# Sea Grape or P. Plum or really don't care



## hobbit-hut (Feb 7, 2013)

Here is some Sea Grape or P Plum or really I don't care what it is. I'm going to use it and send some to Woodlove for stopers. It's dry and not checked or cracked to bad. I set it up on a crotchof China Berry I cut today.


----------



## hobbit-hut (Feb 7, 2013)

[attachment=17939] Well, I forgot to put up the photo


----------



## SFLTim (Feb 7, 2013)

hobbit-hut said:


> Well, I forgot to put up the photo



Nice. I just cut some about 3 weeks ago that is drying. Smallish Pigeon Plum only about 6” caliper tree, but it was free and fresh and I really look forward to opening it up in a few months. Anchor Sealed the ends and I’m in that horrible waiting period........


----------



## hobbit-hut (Feb 7, 2013)

SFLTim said:


> hobbit-hut said:
> 
> 
> > Well, I forgot to put up the photo
> ...



Yeah, I understand the waiting is brutal. I got lucky and this one was dry already. I took the photo after dark with a flash and the plum color doesn't show up that well.
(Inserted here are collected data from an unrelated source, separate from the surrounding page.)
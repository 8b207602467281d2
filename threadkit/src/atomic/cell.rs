use super::backend::AtomicCell;
use super::order::MemoryOrder;
use super::value::AtomicValue;

use std::fmt;

/// An integer that can be shared and modified between threads.
///
/// Every operation takes a [`MemoryOrder`]. On the lock-free path the
/// order is passed through to the hardware; on the lock-based fallback
/// (targets without atomics of this width, or the `locked-atomics`
/// feature) it is ignored and every operation is sequentially consistent.
///
/// Arithmetic wraps on overflow.
///
/// # Examples
///
/// ```rust
/// use threadkit::{Atomic, MemoryOrder};
///
/// let hits = Atomic::new(0u32);
///
/// assert_eq!(hits.fetch_add(5, MemoryOrder::Relaxed), 0);
/// assert_eq!(hits.pre_increment(), 6);
/// assert_eq!(hits.post_decrement(), 6);
/// assert_eq!(hits.load(MemoryOrder::SeqCst), 5);
/// ```
pub struct Atomic<T: AtomicValue> {
    cell: T::Cell,
}

impl<T: AtomicValue> Atomic<T> {
    /// Creates a new atomic holding `value`.
    pub fn new(value: T) -> Self {
        Self {
            cell: T::Cell::new(value),
        }
    }

    /// Returns `true` if operations on this type complete without a lock.
    pub fn is_lock_free(&self) -> bool {
        <T::Cell as AtomicCell<T>>::LOCK_FREE
    }

    /// Atomically reads the current value.
    pub fn load(&self, order: MemoryOrder) -> T {
        self.cell.load(order)
    }

    /// Atomically replaces the current value.
    pub fn store(&self, value: T, order: MemoryOrder) {
        self.cell.store(value, order)
    }

    /// Atomically replaces the current value, returning the previous one.
    pub fn swap(&self, value: T, order: MemoryOrder) -> T {
        self.cell.swap(value, order)
    }

    /// Atomically adds `value`, returning the value held before.
    pub fn fetch_add(&self, value: T, order: MemoryOrder) -> T {
        self.cell.fetch_add(value, order)
    }

    /// Atomically subtracts `value`, returning the value held before.
    pub fn fetch_sub(&self, value: T, order: MemoryOrder) -> T {
        self.cell.fetch_sub(value, order)
    }

    /// Sequentially consistent [`load`](Self::load).
    pub fn get(&self) -> T {
        self.load(MemoryOrder::SeqCst)
    }

    /// Sequentially consistent [`store`](Self::store); returns `value`.
    pub fn set(&self, value: T) -> T {
        self.store(value, MemoryOrder::SeqCst);
        value
    }

    /// Increments and returns the new value (`++x`).
    pub fn pre_increment(&self) -> T {
        self.fetch_add(T::ONE, MemoryOrder::SeqCst)
            .wrapping_add(T::ONE)
    }

    /// Increments and returns the previous value (`x++`).
    pub fn post_increment(&self) -> T {
        self.fetch_add(T::ONE, MemoryOrder::SeqCst)
    }

    /// Decrements and returns the new value (`--x`).
    pub fn pre_decrement(&self) -> T {
        self.fetch_sub(T::ONE, MemoryOrder::SeqCst)
            .wrapping_sub(T::ONE)
    }

    /// Decrements and returns the previous value (`x--`).
    pub fn post_decrement(&self) -> T {
        self.fetch_sub(T::ONE, MemoryOrder::SeqCst)
    }
}

impl<T: AtomicValue + Default> Default for Atomic<T> {
    fn default() -> Self {
        Self::new(T::default())
    }
}

impl<T: AtomicValue> From<T> for Atomic<T> {
    fn from(value: T) -> Self {
        Self::new(value)
    }
}

impl<T: AtomicValue + fmt::Debug> fmt::Debug for Atomic<T> {
    fn fmt(&self, f: &mut fmt::Formatter<'_>) -> fmt::Result {
        fmt::Debug::fmt(&self.get(), f)
    }
}
use super::lockable::Lockable;
use crate::atomic::{AtomicFlag, MemoryOrder};
use crate::thread::this_thread;

use std::fmt;

/// A non-recursive spin lock.
///
/// `FastMutex` never enters the kernel to take the lock: it spins on an
/// [`AtomicFlag`], yielding the processor between attempts. It is cheaper
/// than [`Mutex`](super::Mutex) for very short critical sections and worse
/// under heavy contention. It cannot be used with a
/// [`Condvar`](super::Condvar).
///
/// # Examples
///
/// ```rust
/// use threadkit::{FastMutex, LockGuard};
///
/// let lock = FastMutex::new();
/// let guard = LockGuard::new(&lock);
/// assert!(!lock.try_lock());
/// drop(guard);
/// assert!(lock.try_lock());
/// unsafe { lock.unlock() };
/// ```
pub struct FastMutex {
    flag: AtomicFlag,
}

impl FastMutex {
    /// Creates an unlocked spin lock.
    pub fn new() -> Self {
        Self {
            flag: AtomicFlag::new(),
        }
    }

    /// Spins, yielding between attempts, until the lock is held.
    pub fn lock(&self) {
        while !self.try_lock() {
            this_thread::yield_now();
        }
    }

    /// Takes the lock if it is free.
    pub fn try_lock(&self) -> bool {
        !self.flag.test_and_set(MemoryOrder::Acquire)
    }

    /// Releases the lock.
    ///
    /// # Safety
    ///
    /// The calling thread must hold the lock.
    pub unsafe fn unlock(&self) {
        self.flag.clear(MemoryOrder::Release);
    }
}

impl Default for FastMutex {
    fn default() -> Self {
        Self::new()
    }
}

impl fmt::Debug for FastMutex {
    fn fmt(&self, f: &mut fmt::Formatter<'_>) -> fmt::Result {
        f.debug_struct("FastMutex").finish_non_exhaustive()
    }
}

impl Lockable for FastMutex {
    fn lock(&self) {
        FastMutex::lock(self)
    }

    fn try_lock(&self) -> bool {
        FastMutex::try_lock(self)
    }

    unsafe fn unlock(&self) {
        unsafe { FastMutex::unlock(self) }
    }
}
It will be fun playing with it to see what can be done.


----------



## SFLTim (Feb 8, 2013)

hobbit-hut said:


> SFLTim said:
> 
> 
> > hobbit-hut said:
> ...



From the looks of it, there’s some really nice figure and color in there. Have you worked with it before? I’ll be curious to see what you do with it, sounds like you’ll be ready to go before me. Keep us posted on how the wood works. Good luck!


----------